==== DATA TO PROCESS

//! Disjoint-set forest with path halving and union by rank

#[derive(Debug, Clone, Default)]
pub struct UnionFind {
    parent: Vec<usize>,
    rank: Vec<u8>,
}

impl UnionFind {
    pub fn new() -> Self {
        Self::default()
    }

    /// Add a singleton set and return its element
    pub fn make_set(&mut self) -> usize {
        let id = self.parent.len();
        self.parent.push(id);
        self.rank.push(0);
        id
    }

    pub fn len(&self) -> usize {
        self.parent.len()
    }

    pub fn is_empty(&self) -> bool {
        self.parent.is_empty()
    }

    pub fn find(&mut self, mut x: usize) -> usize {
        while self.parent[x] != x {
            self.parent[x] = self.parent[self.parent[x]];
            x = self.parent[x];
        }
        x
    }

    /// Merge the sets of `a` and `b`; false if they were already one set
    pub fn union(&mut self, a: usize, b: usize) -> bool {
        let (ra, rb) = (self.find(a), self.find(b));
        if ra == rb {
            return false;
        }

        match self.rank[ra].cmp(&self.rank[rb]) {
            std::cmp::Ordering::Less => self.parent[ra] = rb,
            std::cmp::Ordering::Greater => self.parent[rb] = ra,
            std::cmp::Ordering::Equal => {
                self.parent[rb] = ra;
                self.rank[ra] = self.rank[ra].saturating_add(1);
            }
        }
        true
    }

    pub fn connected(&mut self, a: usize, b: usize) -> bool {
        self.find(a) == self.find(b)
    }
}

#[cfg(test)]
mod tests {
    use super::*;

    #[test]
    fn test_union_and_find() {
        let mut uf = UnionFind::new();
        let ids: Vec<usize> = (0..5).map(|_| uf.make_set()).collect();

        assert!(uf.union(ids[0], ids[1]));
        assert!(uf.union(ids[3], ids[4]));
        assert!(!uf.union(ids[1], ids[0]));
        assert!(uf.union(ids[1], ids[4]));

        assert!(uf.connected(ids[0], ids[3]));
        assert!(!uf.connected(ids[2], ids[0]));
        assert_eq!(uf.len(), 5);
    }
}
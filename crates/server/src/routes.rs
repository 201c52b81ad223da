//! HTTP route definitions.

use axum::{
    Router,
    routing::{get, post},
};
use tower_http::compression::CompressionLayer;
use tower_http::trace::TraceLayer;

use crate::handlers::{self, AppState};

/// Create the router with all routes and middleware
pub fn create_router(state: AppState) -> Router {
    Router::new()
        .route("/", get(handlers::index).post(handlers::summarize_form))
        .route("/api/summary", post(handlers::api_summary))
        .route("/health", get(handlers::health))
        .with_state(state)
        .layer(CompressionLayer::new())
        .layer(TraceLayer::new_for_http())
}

========
==== DATA TO PROCESS

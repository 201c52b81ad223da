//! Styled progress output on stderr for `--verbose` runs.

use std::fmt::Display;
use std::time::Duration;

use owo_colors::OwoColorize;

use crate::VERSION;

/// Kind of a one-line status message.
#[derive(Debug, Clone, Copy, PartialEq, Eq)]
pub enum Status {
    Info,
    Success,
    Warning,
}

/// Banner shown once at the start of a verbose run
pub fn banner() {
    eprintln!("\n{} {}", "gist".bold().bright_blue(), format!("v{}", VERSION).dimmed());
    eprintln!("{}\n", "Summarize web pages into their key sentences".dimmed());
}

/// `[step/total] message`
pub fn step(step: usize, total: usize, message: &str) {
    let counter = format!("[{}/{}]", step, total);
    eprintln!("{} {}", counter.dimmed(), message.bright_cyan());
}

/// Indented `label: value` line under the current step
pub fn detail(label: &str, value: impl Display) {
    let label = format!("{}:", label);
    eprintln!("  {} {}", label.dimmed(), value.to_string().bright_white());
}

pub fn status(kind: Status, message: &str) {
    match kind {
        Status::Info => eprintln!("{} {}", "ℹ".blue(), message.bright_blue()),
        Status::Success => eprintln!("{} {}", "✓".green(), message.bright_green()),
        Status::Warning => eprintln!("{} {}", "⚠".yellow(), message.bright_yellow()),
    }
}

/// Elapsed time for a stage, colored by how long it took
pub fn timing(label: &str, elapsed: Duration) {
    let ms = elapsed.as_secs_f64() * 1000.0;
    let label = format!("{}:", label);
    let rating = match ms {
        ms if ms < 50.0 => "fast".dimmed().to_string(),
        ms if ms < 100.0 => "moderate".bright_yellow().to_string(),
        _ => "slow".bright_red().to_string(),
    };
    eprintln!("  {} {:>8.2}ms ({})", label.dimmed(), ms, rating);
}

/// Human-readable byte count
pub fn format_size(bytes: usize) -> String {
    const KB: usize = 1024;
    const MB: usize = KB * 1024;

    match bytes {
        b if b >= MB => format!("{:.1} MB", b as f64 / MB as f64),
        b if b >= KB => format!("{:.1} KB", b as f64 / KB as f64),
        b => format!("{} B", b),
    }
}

========

• _YOUR INSTRUCTIONS_: Extract exactly and only the lines above from the line containing "filename crates/server/src/routes.rs" through the line containing "Router::new()", both end lines included.

• _ANSWER TO THIS TASK_:
filename crates/server/src/routes.rs
repository 201c52b81ad223da
//! HTTP route definitions.

use axum::{
    Router,
    routing::{get, post},
};
use tower_http::compression::CompressionLayer;
use tower_http::trace::TraceLayer;

use crate::handlers::{self, AppState};

/// Create the router with all routes and middleware
pub fn create_router(state: AppState) -> Router {
    Router::new()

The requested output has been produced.